Dear Meta: An Open Letter From Direct Response Advertisers

Dear Facebook, err, I mean, Meta. Wait, can I still call you Facebook?

For years you helped us as advertisers build brands and agencies, but lately it feels like you don’t care at all. I understand that you think the Metaverse is great, and look, if you end up convincing folks to live primarily in an alternate universe, that’s fantastic news for you. But that doesn’t help businesses and marketers now. We need your help ASAP.

I run a membership of 300+ social advertisers who’ve spent billions on your platform. We are a diverse group of business/agency owners, consultants, freelancers, and creatives spanning various industries and verticals from dozens of countries around the world. In short, I have a pretty good idea of what’s going on in the FB/IG ads world. And it’s not pretty.

We’re mainly a group of direct-response advertisers - meaning we spend a dollar and need to make that dollar back within a reasonable timeframe. It’s important to note this group is very different from app-advertisers and those who are only running reach campaigns, or driving traffic. We’re a different breed because we need to prove sales and revenue.

We want this relationship to work. To that end, here are a few suggestions that can correct various issues and improve communication over the coming year and beyond. These suggestions come from a place of love and in the spirit of collaboration.

Create agency and brand councils of truly diverse businesses, not just the biggest spenders, and really LISTEN.

We’re the tactical advertisers clicking the buttons and pulling the levers. Why can’t we speak to you directly? Facilitate this conversation and make it public. Heck, have your ads executives go on a listening tour and just hear our concerns and take our feedback seriously. We are your biggest assets. Just by listening and showing action on challenges, possible improvements, and how we think you could work better for SMBs and agencies would go a long way to repairing our relationship.

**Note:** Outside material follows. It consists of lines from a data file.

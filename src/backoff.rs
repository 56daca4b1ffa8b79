use rand::prelude::*;
use std::ops::ControlFlow;
use std::time::Duration;
use tracing::info;

/// Exponential backoff with jitter
///
/// See <https://aws.amazon.com/blogs/architecture/exponential-backoff-and-jitter/>
#[derive(Debug, Clone)]
pub struct BackoffConfig {
    pub init_backoff: Duration,
    pub max_backoff: Duration,
    pub base: f64,
}

impl Default for BackoffConfig {
    fn default() -> Self {
        Self {
            init_backoff: Duration::from_millis(100),
            max_backoff: Duration::from_secs(2),
            base: 3.,
        }
    }
}

/// [`Backoff`] can be created from a [`BackoffConfig`]
///
/// Consecutive calls to [`Backoff::next`] will return the next backoff
/// interval.
pub struct Backoff {
    init_backoff: f64,
    next_backoff_secs: f64,
    max_backoff_secs: f64,
    base: f64,
    rng: Option<Box<dyn RngCore + Sync + Send>>,
}

impl std::fmt::Debug for Backoff {
    fn fmt(&self, f: &mut std::fmt::Formatter<'_>) -> std::fmt::Result {
        f.debug_struct("Backoff")
            .field("init_backoff", &self.init_backoff)
            .field("next_backoff_secs", &self.next_backoff_secs)
            .field("max_backoff_secs", &self.max_backoff_secs)
            .field("base", &self.base)
            .finish()
    }
}

impl Backoff {
    /// Create a new [`Backoff`] from the provided [`BackoffConfig`]
    pub fn new(config: &BackoffConfig) -> Self {
        Self::new_with_rng(config, None)
    }

    /// Creates a new `Backoff` with the optional `rng`
    ///
    /// Uses [`rand::thread_rng()`] if no rng provided.
    pub fn new_with_rng(
        config: &BackoffConfig,
        rng: Option<Box<dyn RngCore + Sync + Send>>,
    ) -> Self {
        let init_backoff = config.init_backoff.as_secs_f64();
        Self {
            init_backoff,
            next_backoff_secs: init_backoff,
            max_backoff_secs: config.max_backoff.as_secs_f64(),
            base: config.base,
            rng,
        }
    }

    /// Returns the next backoff duration to wait for.
    pub fn next(&mut self) -> Duration {
        let range = self.init_backoff..(self.next_backoff_secs * self.base);

        let rand_backoff = match self.rng.as_mut() {
            Some(rng) => rng.gen_range(range),
            None => thread_rng().gen_range(range),
        };

        let next_backoff = self.max_backoff_secs.min(rand_backoff);
        Duration::from_secs_f64(std::mem::replace(&mut self.next_backoff_secs, next_backoff))
    }

    /// Perform an async operation that retries with a backoff until it
    /// breaks, or until the attempt budget runs out, in which case the last
    /// error is handed back.
    pub async fn retry_with_backoff<F, F1, B, E>(
        &mut self,
        request_name: &str,
        max_attempts: usize,
        do_stuff: F,
    ) -> Result<B, E>
    where
        F: (Fn() -> F1) + Send + Sync,
        F1: std::future::Future<Output = ControlFlow<B, E>> + Send,
        E: std::fmt::Display + Send,
    {
        let mut attempt = 0;
        loop {
            attempt += 1;

            // split the match from `tokio::time::sleep`, otherwise rustc
            // requires `B: Send`
            let sleep_time = match do_stuff().await {
                ControlFlow::Break(r) => {
                    break Ok(r);
                }
                ControlFlow::Continue(e) if attempt >= max_attempts => {
                    info!(
                        e=%e,
                        request_name,
                        attempt,
                        "request failed and attempt budget is exhausted",
                    );
                    break Err(e);
                }
                ControlFlow::Continue(e) => {
                    let backoff = self.next();
                    info!(
                        e=%e,
                        request_name,
                        backoff_millis = backoff.as_millis() as u64,
                        "request encountered non-fatal error - backing off",
                    );
                    backoff
                }
            };

            tokio::time::sleep(sleep_time).await;
        }
    }
}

These councils shouldn't just be made up of folks who hold the biggest purse strings. We understand that you have to cater to the CMO's of giant brands and agencies, but they're not the ones in the weeds like we are. They don’t use the tools; they very rarely get their hands dirty.

Fess up to technical errors (and their severity) quickly.

When ads platform errors occur, an advertiser normally checks the Foxwell Founders membership group discussion and/or Twitter and just tries to see what support or that person’s Meta rep says. Then if you just so happen to have two hours wide open you can sit on support chat and explain the error to someone who literally doesn’t understand what you’re trying to do, who says they’ll follow up which they do sometimes 3-21 days later. It's often then followed up by someone else who doesn't understand, doesn't believe us, and we have to explain the situation all over again. This can repeat infinitely. Good times!

We really appreciate the status dashboard, but it’s completely worthless if it’s delayed and/or not reporting the actual errors taking place. You can start by simply listing any technical errors, what products they’re affecting, and if you’re working on them today, this month, or this century.

For example, this past week we had an issue with events over reporting and not properly de-duplicating. It took you more than a week to admit there was even an issue while billions of online spend flowed blindly (and possibly increased due to advertisers perceiving this issue as an improvement of performance). Frankly, in any other industry this would be seen as outright fraud.

Above all, it should be much, much easier to report bugs without going through useless chat support or waiting on reps to get back to us. We just want to feel less alone.

Have us train your people, or hire people who actually run ads. Wild, right?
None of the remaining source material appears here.